(Records excerpted from a collection)
*** Block opens ***
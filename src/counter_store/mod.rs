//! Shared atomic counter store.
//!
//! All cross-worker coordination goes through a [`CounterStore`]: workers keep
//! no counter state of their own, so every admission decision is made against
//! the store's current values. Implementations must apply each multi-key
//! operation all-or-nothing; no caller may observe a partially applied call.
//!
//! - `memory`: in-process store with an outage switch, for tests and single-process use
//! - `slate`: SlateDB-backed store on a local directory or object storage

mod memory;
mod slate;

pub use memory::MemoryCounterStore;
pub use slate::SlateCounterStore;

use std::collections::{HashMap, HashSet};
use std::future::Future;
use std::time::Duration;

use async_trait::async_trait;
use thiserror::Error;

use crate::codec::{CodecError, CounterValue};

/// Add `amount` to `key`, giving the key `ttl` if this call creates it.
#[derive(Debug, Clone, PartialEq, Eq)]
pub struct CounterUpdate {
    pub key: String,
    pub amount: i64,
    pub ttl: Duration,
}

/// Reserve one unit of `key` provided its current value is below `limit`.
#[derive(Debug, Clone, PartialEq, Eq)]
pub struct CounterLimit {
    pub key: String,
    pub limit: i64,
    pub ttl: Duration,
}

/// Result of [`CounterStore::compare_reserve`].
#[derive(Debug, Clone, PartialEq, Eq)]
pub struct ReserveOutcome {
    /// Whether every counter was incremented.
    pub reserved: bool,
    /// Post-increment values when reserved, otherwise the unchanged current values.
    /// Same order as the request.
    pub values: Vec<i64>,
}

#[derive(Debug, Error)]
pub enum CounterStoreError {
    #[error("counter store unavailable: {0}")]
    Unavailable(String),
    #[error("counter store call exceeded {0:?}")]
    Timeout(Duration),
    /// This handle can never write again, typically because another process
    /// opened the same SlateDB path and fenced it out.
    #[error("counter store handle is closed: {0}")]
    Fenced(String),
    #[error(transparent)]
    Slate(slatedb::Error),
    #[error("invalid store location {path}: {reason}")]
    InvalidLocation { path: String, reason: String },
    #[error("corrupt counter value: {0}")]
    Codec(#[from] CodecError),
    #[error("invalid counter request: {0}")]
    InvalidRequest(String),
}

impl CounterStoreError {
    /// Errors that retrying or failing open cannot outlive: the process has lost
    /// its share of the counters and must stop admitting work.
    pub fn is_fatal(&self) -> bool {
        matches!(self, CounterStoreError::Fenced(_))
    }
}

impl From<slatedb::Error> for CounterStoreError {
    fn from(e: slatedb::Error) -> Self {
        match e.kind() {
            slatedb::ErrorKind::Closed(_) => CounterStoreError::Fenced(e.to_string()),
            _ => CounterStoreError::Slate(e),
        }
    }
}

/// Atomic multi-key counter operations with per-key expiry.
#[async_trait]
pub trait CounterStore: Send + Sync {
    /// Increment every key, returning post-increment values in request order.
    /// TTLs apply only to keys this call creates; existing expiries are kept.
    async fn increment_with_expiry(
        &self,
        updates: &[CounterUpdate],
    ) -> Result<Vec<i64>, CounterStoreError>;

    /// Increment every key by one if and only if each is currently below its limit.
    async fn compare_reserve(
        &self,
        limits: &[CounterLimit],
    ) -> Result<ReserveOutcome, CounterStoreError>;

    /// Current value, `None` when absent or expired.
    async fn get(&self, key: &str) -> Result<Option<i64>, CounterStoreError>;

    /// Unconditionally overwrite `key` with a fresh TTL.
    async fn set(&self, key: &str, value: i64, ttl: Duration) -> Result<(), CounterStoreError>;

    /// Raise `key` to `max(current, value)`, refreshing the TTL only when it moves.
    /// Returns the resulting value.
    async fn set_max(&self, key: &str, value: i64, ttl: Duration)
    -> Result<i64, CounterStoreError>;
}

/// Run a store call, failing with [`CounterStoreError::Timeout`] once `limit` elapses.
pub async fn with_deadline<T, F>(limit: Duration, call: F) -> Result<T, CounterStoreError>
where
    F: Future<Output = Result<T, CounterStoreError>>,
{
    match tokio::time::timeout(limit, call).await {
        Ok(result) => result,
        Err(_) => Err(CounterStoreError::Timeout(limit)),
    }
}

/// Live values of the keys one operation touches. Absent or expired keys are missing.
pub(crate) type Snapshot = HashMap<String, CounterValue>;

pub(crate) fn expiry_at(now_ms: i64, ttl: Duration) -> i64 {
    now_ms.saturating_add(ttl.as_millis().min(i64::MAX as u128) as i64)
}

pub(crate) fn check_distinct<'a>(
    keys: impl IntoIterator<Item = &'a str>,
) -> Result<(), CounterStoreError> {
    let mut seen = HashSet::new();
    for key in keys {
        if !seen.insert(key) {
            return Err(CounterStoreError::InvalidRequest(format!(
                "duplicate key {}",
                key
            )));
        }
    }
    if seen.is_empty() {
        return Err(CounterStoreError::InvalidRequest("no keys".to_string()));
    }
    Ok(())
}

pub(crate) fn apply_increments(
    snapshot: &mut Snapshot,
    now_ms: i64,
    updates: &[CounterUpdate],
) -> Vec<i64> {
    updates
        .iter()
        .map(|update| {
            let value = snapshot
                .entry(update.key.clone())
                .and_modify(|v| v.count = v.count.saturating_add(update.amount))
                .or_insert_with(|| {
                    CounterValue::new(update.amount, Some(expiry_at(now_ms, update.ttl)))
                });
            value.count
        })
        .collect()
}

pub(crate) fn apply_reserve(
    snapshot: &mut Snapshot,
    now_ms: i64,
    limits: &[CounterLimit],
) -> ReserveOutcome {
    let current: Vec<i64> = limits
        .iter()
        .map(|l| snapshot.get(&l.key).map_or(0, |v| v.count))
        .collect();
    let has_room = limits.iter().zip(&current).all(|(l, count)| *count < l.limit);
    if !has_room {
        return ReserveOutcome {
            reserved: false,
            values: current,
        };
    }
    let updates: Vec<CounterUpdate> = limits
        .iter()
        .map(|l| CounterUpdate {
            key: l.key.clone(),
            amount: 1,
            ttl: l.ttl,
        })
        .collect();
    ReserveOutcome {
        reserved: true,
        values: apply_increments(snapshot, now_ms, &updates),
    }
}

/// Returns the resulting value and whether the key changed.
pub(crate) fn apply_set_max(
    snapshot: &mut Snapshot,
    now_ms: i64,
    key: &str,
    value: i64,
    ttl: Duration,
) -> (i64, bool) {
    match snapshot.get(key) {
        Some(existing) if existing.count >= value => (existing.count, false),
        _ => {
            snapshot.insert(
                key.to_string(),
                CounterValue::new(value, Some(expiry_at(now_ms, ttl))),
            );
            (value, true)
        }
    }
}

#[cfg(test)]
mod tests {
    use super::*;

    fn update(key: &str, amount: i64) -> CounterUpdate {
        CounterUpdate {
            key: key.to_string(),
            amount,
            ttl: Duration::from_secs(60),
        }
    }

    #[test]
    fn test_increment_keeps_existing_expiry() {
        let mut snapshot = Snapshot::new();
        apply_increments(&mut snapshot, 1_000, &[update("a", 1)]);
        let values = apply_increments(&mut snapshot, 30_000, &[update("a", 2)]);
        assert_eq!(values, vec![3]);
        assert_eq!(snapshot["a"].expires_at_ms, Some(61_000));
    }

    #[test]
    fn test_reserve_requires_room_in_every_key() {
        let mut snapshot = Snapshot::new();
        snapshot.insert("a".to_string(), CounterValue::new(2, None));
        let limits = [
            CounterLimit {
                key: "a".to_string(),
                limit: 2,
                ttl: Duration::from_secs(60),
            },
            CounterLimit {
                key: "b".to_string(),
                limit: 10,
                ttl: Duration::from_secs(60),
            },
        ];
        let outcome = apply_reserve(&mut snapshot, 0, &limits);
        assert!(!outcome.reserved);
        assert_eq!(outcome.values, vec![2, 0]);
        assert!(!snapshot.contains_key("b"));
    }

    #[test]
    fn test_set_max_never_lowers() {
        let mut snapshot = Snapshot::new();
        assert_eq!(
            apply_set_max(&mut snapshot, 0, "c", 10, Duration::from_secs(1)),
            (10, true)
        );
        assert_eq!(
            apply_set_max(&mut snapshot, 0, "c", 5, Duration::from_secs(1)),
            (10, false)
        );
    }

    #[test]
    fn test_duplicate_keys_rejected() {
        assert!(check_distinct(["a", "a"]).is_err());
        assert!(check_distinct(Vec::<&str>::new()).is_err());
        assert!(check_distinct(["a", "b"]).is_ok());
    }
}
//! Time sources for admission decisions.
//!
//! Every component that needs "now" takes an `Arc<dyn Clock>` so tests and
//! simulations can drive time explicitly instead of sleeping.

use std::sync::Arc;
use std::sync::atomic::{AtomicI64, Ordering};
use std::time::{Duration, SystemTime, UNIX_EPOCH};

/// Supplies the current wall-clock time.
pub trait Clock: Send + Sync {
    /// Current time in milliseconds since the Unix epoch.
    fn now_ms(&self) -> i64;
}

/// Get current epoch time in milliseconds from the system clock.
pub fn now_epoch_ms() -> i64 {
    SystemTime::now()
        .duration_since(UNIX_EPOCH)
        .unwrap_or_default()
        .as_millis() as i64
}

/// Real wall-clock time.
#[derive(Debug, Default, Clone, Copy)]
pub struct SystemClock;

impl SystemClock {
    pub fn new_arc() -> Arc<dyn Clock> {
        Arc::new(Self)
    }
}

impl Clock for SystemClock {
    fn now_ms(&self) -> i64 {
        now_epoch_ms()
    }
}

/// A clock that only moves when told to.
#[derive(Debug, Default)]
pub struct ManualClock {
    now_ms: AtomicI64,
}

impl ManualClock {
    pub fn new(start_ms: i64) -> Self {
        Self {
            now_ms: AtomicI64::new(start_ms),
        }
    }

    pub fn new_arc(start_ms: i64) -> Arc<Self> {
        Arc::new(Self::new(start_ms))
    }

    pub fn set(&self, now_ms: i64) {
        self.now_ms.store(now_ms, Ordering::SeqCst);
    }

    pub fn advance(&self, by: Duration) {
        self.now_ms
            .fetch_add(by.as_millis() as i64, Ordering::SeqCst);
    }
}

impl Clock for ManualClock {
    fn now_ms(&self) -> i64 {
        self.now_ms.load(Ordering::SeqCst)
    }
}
*** Block closes ***
→ Problem details:
Whenever the string "HashMap" turns up in a line above, copy that line out.

→ Response to the task:
use std::collections::{HashMap, HashSet};
pub(crate) type Snapshot = HashMap<String, CounterValue>;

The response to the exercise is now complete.